● Recorded information:
-- Opening Marker --
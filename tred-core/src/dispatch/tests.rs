use std::thread;
use std::time::Duration;

use googletest::prelude::*;
use rstest::rstest;
use tempfile::TempDir;
use tred_store::store::now_unix_millis;
use tred_store::{SetCondition, Store};

use super::parse_opts::{SetExpire, parse_set_options, resolve_expire_at_unix_millis};
use super::registry::CommandRegistry;
use crate::command::{CommandFrame, CommandReply};

fn open_store(dir: &TempDir) -> Store {
    Store::open(&dir.path().join("dispatch.db")).expect("store should open")
}

fn frame(name: &str, args: &[&[u8]]) -> CommandFrame {
    CommandFrame::new(name, args.iter().map(|arg| arg.to_vec()).collect())
}

fn ok() -> CommandReply {
    CommandReply::SimpleString("OK".to_owned())
}

#[rstest]
fn dispatch_ping_replies_pong_for_any_arity() {
    let dir = TempDir::new().expect("temp dir");
    let store = open_store(&dir);
    let registry = CommandRegistry::with_builtin_commands();

    let bare = registry.dispatch(&store, &frame("PING", &[]));
    assert_that!(&bare, eq(&CommandReply::SimpleString("PONG".to_owned())));

    let with_args = registry.dispatch(&store, &frame("PING", &[b"hello", b"there"]));
    assert_that!(&with_args, eq(&CommandReply::SimpleString("PONG".to_owned())));
}

#[rstest]
fn dispatch_quit_replies_ok() {
    let dir = TempDir::new().expect("temp dir");
    let store = open_store(&dir);
    let registry = CommandRegistry::with_builtin_commands();

    let reply = registry.dispatch(&store, &frame("QUIT", &[]));
    assert_that!(&reply, eq(&ok()));
}

#[rstest]
fn dispatch_echo_returns_bulk_payload() {
    let dir = TempDir::new().expect("temp dir");
    let store = open_store(&dir);
    let registry = CommandRegistry::with_builtin_commands();

    let reply = registry.dispatch(&store, &frame("ECHO", &[b"payload"]));
    assert_that!(&reply, eq(&CommandReply::BulkString(b"payload".to_vec())));

    let missing = registry.dispatch(&store, &frame("ECHO", &[]));
    assert_that!(
        &missing,
        eq(&CommandReply::Error(
            "wrong number of arguments for 'ECHO' command".to_owned()
        ))
    );
}

#[rstest]
fn dispatch_set_then_get_round_trips() {
    let dir = TempDir::new().expect("temp dir");
    let store = open_store(&dir);
    let registry = CommandRegistry::with_builtin_commands();

    let set = registry.dispatch(&store, &frame("SET", &[b"foo", b"bar"]));
    assert_that!(&set, eq(&ok()));

    let get = registry.dispatch(&store, &frame("GET", &[b"foo"]));
    assert_that!(&get, eq(&CommandReply::BulkString(b"bar".to_vec())));

    let absent = registry.dispatch(&store, &frame("GET", &[b"missing"]));
    assert_that!(&absent, eq(&CommandReply::Null));
}

#[rstest]
fn dispatch_accepts_lowercase_command_names() {
    let dir = TempDir::new().expect("temp dir");
    let store = open_store(&dir);
    let registry = CommandRegistry::with_builtin_commands();

    let set = registry.dispatch(&store, &frame("set", &[b"k", b"v"]));
    assert_that!(&set, eq(&ok()));
    let get = registry.dispatch(&store, &frame("get", &[b"k"]));
    assert_that!(&get, eq(&CommandReply::BulkString(b"v".to_vec())));
}

#[rstest]
#[case::get_no_args("GET", &[] as &[&[u8]])]
#[case::get_extra_args("GET", &[b"k".as_slice(), b"extra".as_slice()])]
#[case::set_one_arg("SET", &[b"k".as_slice()])]
#[case::del_no_args("DEL", &[] as &[&[u8]])]
fn dispatch_rejects_bad_arity(#[case] name: &str, #[case] args: &[&[u8]]) {
    let dir = TempDir::new().expect("temp dir");
    let store = open_store(&dir);
    let registry = CommandRegistry::with_builtin_commands();

    let reply = registry.dispatch(&store, &frame(name, args));
    assert_that!(
        &reply,
        eq(&CommandReply::Error(format!(
            "wrong number of arguments for '{name}' command"
        )))
    );
}

#[rstest]
fn dispatch_rejects_unknown_commands() {
    let dir = TempDir::new().expect("temp dir");
    let store = open_store(&dir);
    let registry = CommandRegistry::with_builtin_commands();

    let reply = registry.dispatch(&store, &frame("FOOBAR", &[]));
    assert_that!(
        &reply,
        eq(&CommandReply::Error("unknown command 'FOOBAR'".to_owned()))
    );
}

#[rstest]
fn dispatch_set_nx_keeps_first_write() {
    let dir = TempDir::new().expect("temp dir");
    let store = open_store(&dir);
    let registry = CommandRegistry::with_builtin_commands();

    let first = registry.dispatch(&store, &frame("SET", &[b"k", b"a", b"NX"]));
    assert_that!(&first, eq(&ok()));
    let second = registry.dispatch(&store, &frame("SET", &[b"k", b"b", b"NX"]));
    // Condition misses still acknowledge with OK.
    assert_that!(&second, eq(&ok()));

    let get = registry.dispatch(&store, &frame("GET", &[b"k"]));
    assert_that!(&get, eq(&CommandReply::BulkString(b"a".to_vec())));
}

#[rstest]
fn dispatch_set_xx_requires_existing_key() {
    let dir = TempDir::new().expect("temp dir");
    let store = open_store(&dir);
    let registry = CommandRegistry::with_builtin_commands();

    let gated = registry.dispatch(&store, &frame("SET", &[b"k", b"a", b"XX"]));
    assert_that!(&gated, eq(&ok()));
    let absent = registry.dispatch(&store, &frame("GET", &[b"k"]));
    assert_that!(&absent, eq(&CommandReply::Null));

    let plain = registry.dispatch(&store, &frame("SET", &[b"k", b"a"]));
    assert_that!(&plain, eq(&ok()));
    let overwrite = registry.dispatch(&store, &frame("SET", &[b"k", b"b", b"XX"]));
    assert_that!(&overwrite, eq(&ok()));
    let get = registry.dispatch(&store, &frame("GET", &[b"k"]));
    assert_that!(&get, eq(&CommandReply::BulkString(b"b".to_vec())));
}

#[rstest]
fn dispatch_del_counts_removed_keys() {
    let dir = TempDir::new().expect("temp dir");
    let store = open_store(&dir);
    let registry = CommandRegistry::with_builtin_commands();

    let _ = registry.dispatch(&store, &frame("SET", &[b"a", b"1"]));
    let _ = registry.dispatch(&store, &frame("SET", &[b"b", b"2"]));

    let del = registry.dispatch(&store, &frame("DEL", &[b"a", b"b", b"c"]));
    assert_that!(&del, eq(&CommandReply::Integer(2)));

    let gone = registry.dispatch(&store, &frame("GET", &[b"a"]));
    assert_that!(&gone, eq(&CommandReply::Null));
}

#[rstest]
fn dispatch_set_px_expires_lazily() {
    let dir = TempDir::new().expect("temp dir");
    let store = open_store(&dir);
    let registry = CommandRegistry::with_builtin_commands();

    let set = registry.dispatch(&store, &frame("SET", &[b"k", b"v", b"PX", b"80"]));
    assert_that!(&set, eq(&ok()));
    let live = registry.dispatch(&store, &frame("GET", &[b"k"]));
    assert_that!(&live, eq(&CommandReply::BulkString(b"v".to_vec())));

    thread::sleep(Duration::from_millis(120));
    let expired = registry.dispatch(&store, &frame("GET", &[b"k"]));
    assert_that!(&expired, eq(&CommandReply::Null));
}

#[rstest]
fn dispatch_set_exat_in_the_past_expires_immediately() {
    let dir = TempDir::new().expect("temp dir");
    let store = open_store(&dir);
    let registry = CommandRegistry::with_builtin_commands();

    let set = registry.dispatch(&store, &frame("SET", &[b"k", b"v", b"EXAT", b"1"]));
    assert_that!(&set, eq(&ok()));
    let expired = registry.dispatch(&store, &frame("GET", &[b"k"]));
    assert_that!(&expired, eq(&CommandReply::Null));
}

#[rstest]
fn dispatch_set_with_bad_expire_argument_mutates_nothing() {
    let dir = TempDir::new().expect("temp dir");
    let store = open_store(&dir);
    let registry = CommandRegistry::with_builtin_commands();

    let reply = registry.dispatch(&store, &frame("SET", &[b"k", b"v", b"EX", b"soon"]));
    assert_that!(
        &reply,
        eq(&CommandReply::Error(
            "value is not an integer or out of range".to_owned()
        ))
    );
    let get = registry.dispatch(&store, &frame("GET", &[b"k"]));
    assert_that!(&get, eq(&CommandReply::Null));
}

#[rstest]
fn parse_set_options_reads_canonical_condition_then_expire() {
    let args = vec![b"NX".to_vec(), b"EX".to_vec(), b"5".to_vec()];
    let options = parse_set_options(&args).expect("canonical options should parse");
    assert_that!(options.condition, eq(SetCondition::IfMissing));
    assert_that!(&options.expire, eq(&Some(SetExpire::Seconds(5))));
}

#[rstest]
fn parse_set_options_rejects_nx_with_xx() {
    let args = vec![b"NX".to_vec(), b"XX".to_vec()];
    let error = parse_set_options(&args).expect_err("conflicting conditions must fail");
    assert_that!(
        error.as_str(),
        eq("NX and XX options at the same time are not compatible")
    );
}

#[rstest]
#[case::ex(b"EX".as_slice())]
#[case::px(b"PX".as_slice())]
#[case::exat(b"EXAT".as_slice())]
#[case::pxat(b"PXAT".as_slice())]
fn parse_set_options_requires_expire_argument(#[case] keyword: &[u8]) {
    let args = vec![keyword.to_vec()];
    let error = parse_set_options(&args).expect_err("bare expiration keyword must fail");
    assert_that!(error.contains("missing argument for"), eq(true));
}

#[rstest]
fn parse_set_options_skips_unrecognized_tokens() {
    let args = vec![b"KEEPTTL".to_vec(), b"nx".to_vec(), b"PX".to_vec(), b"700".to_vec()];
    let options = parse_set_options(&args).expect("unknown tokens are skipped");
    // Lowercase "nx" is not an option token and falls through with the rest.
    assert_that!(options.condition, eq(SetCondition::Always));
    assert_that!(&options.expire, eq(&Some(SetExpire::Milliseconds(700))));
}

#[rstest]
fn parse_set_options_lets_last_expiration_win() {
    let args = vec![
        b"EX".to_vec(),
        b"5".to_vec(),
        b"PX".to_vec(),
        b"900".to_vec(),
    ];
    let options = parse_set_options(&args).expect("repeated expirations should parse");
    assert_that!(&options.expire, eq(&Some(SetExpire::Milliseconds(900))));
}

#[rstest]
fn resolve_expire_pxat_truncates_to_whole_seconds() {
    assert_that!(
        resolve_expire_at_unix_millis(SetExpire::AtMilliseconds(5_000_500)),
        eq(5_000_000_u64)
    );
    assert_that!(
        resolve_expire_at_unix_millis(SetExpire::AtSeconds(7)),
        eq(7_000_u64)
    );
}

#[rstest]
fn resolve_expire_relative_deadlines_land_in_the_future() {
    let before = now_unix_millis();
    let deadline = resolve_expire_at_unix_millis(SetExpire::Seconds(10));
    assert_that!(deadline >= before + 10_000, eq(true));

    let px_deadline = resolve_expire_at_unix_millis(SetExpire::Milliseconds(250));
    assert_that!(px_deadline >= before + 250, eq(true));
}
-- Closing Marker --
● Activity: Wherever a line above includes the string "keyword", count it; give only the final tally.

● Result of the exercise: 3